Segundo Paulo Reining de Nogueira, advogado da Prefeitura que também está em greve, os únicos setores que não estão paralisados são a Saúde e a Educação e os funcionários que aderiram ao movimento estão divididos em dois pontos: trabalhadores relacionados a obras estão no barracão municipal para evitar a saída de qualquer maquinário e os da área administrativa estão no pátio municipal.
Ainda de acordo com Nogueira, a greve tem o objetivo de fazer com que a Prefeitura ofereça melhores condições de trabalho e um aumento de, no mínimo, 13%, sendo 6,4% relacionados à inflação e o restante, à diferença de anos sem reajuste e um plano de carreira.
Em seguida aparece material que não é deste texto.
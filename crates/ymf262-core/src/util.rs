//! Frequency helpers.

use crate::tables::NATIVE_SAMPLE_RATE;

/// Pitch in Hz of a channel's frequency number and block.
///
/// `f = f_num * 2^block * 49716 / 2^20`
pub fn fnum_to_frequency(f_num: u16, block: u8) -> f32 {
    let f_num = (f_num & 0x3ff) as f64;
    let block = (block & 0x07) as i32;
    (f_num * NATIVE_SAMPLE_RATE as f64 * 2f64.powi(block) / (1 << 20) as f64) as f32
}

/// Best frequency number and block for a pitch.
///
/// Picks the lowest block that fits, which keeps the most precision.
/// Returns `None` for pitches outside the chip's range.
pub fn frequency_to_fnum(hz: f32) -> Option<(u16, u8)> {
    if !hz.is_finite() || hz <= 0.0 {
        return None;
    }
    (0u8..8).find_map(|block| {
        let f_num = (hz as f64 * (1u64 << (20 - block as u32)) as f64 / NATIVE_SAMPLE_RATE as f64)
            .round();
        (1.0..=1023.0)
            .contains(&f_num)
            .then_some((f_num as u16, block))
    })
}

/// MIDI note number nearest to a frequency (A4 = 440 Hz = 69).
pub fn frequency_to_midi(freq: f32) -> Option<u8> {
    if !(8.0..=13_000.0).contains(&freq) {
        return None;
    }
    let midi = (12.0 * (freq / 440.0).log2() + 69.0).round() as i32;
    u8::try_from(midi).ok().filter(|&n| n <= 127)
}

#[cfg(test)]
mod tests {
    use super::*;
    use approx::assert_relative_eq;

    #[test]
    fn test_fnum_to_frequency_a4() {
        // 0x244 at block 4 is the classic A4 setting
        assert_relative_eq!(fnum_to_frequency(0x244, 4), 440.0, max_relative = 0.002);
    }

    #[test]
    fn test_frequency_to_fnum_roundtrip() {
        for hz in [32.7f32, 110.0, 440.0, 1000.0, 3520.0] {
            let (f_num, block) = frequency_to_fnum(hz).expect("in range");
            assert!(f_num <= 1023);
            assert_relative_eq!(fnum_to_frequency(f_num, block), hz, max_relative = 0.01);
        }
    }

    #[test]
    fn test_frequency_to_fnum_out_of_range() {
        assert_eq!(frequency_to_fnum(0.0), None);
        assert_eq!(frequency_to_fnum(f32::NAN), None);
        assert_eq!(frequency_to_fnum(20_000.0), None);
    }

    #[test]
    fn test_nearest_midi_note() {
        assert_eq!(frequency_to_midi(440.0), Some(69));
        assert_eq!(frequency_to_midi(261.63), Some(60));
        assert_eq!(frequency_to_midi(2.0), None);
    }
}
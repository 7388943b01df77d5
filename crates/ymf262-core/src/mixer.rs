//! Channel mixer.
//!
//! Sums channel outputs into the four DAC outputs (A/B front, C/D rear).
//! Outputs B and D are latched one sample after A and C, matching the
//! chip's serial DAC interface.

use crate::channel::Channel;
use crate::tables::NUM_CHANNELS;

/// Saturate a mix accumulator to the 16-bit output range.
#[inline]
pub fn clip_sample(sample: i32) -> i16 {
    sample.clamp(i16::MIN as i32, i16::MAX as i32) as i16
}

/// Mix accumulators carried across native samples.
#[derive(Clone, Debug, Default)]
pub struct Mixer {
    buffer: [i32; 4],
}

impl Mixer {
    /// Create a mixer with cleared accumulators.
    pub fn new() -> Self {
        Self::default()
    }

    /// Unclipped accumulators for A, B, C, D.
    #[inline]
    pub fn accumulators(&self) -> [i32; 4] {
        self.buffer
    }

    /// Mix one native sample.
    ///
    /// `sums` holds each channel's summed output taps. Returns A, B, C, D
    /// where B and D come from the previous call.
    pub fn mix(
        &mut self,
        sums: &[i32; NUM_CHANNELS],
        channels: &[Channel; NUM_CHANNELS],
        stereo_ext: bool,
    ) -> [i16; 4] {
        let delayed_b = clip_sample(self.buffer[1]);
        let delayed_d = clip_sample(self.buffer[3]);

        let mut front = 0i32;
        let mut rear = 0i32;
        for (&accm, channel) in sums.iter().zip(channels) {
            let weighted = if stereo_ext {
                (accm.wrapping_mul(channel.left_pan) >> 16) as i16
            } else {
                (accm & channel.output_mask[0] as i32) as i16
            };
            front += weighted as i32;
            rear += (accm & channel.output_mask[2] as i32) as i16 as i32;
        }
        self.buffer[0] = front;
        self.buffer[2] = rear;

        let mut front = 0i32;
        let mut rear = 0i32;
        for (&accm, channel) in sums.iter().zip(channels) {
            let weighted = if stereo_ext {
                (accm.wrapping_mul(channel.right_pan) >> 16) as i16
            } else {
                (accm & channel.output_mask[1] as i32) as i16
            };
            front += weighted as i32;
            rear += (accm & channel.output_mask[3] as i32) as i16 as i32;
        }
        self.buffer[1] = front;
        self.buffer[3] = rear;

        [
            clip_sample(self.buffer[0]),
            delayed_b,
            clip_sample(self.buffer[2]),
            delayed_d,
        ]
    }

    /// Clear the accumulators.
    pub fn reset(&mut self) {
        self.buffer = [0; 4];
    }
}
“Há mais de 2 anos que a cidade não abre vagas para concurso público, estão contratando as pessoas para contratos temporários. A maioria dos funcionários ocupa cargos de confiança. Além disso, a Prefeitura contrata empresas terceirizadas para concluir serviços, causando desvalorização dos cargos”, disse o advogado.
Prefeitura
O prefeito Luciano Semensato (PSDB) afirmou que, em reunião nesta segunda-feira (4), solicitou 10 dias aos trabalhadores para que a administração faça o balanço dos primeiros quatro meses do ano e possa, com base no levantamento da arrecadação, analisar propostas.
Disse ainda que, para que o município possa oferecer reajustes, medidas como a redução dos cargos de confiança e o corte de horas extras não estão descartadas. "A folha de pagamento corresponde a 49,3% do orçamento e temos de respeitar a Lei de Responsabilidade Fiscal".
"A situação econômica do país está difícil e é preciso tomar cuidado. Pedi para apresentarem as reivindicações para vermos o que é legal. O aumento salarial de Caconde sempre foi anunciado em maio, estamos no prazo", disse Semensato.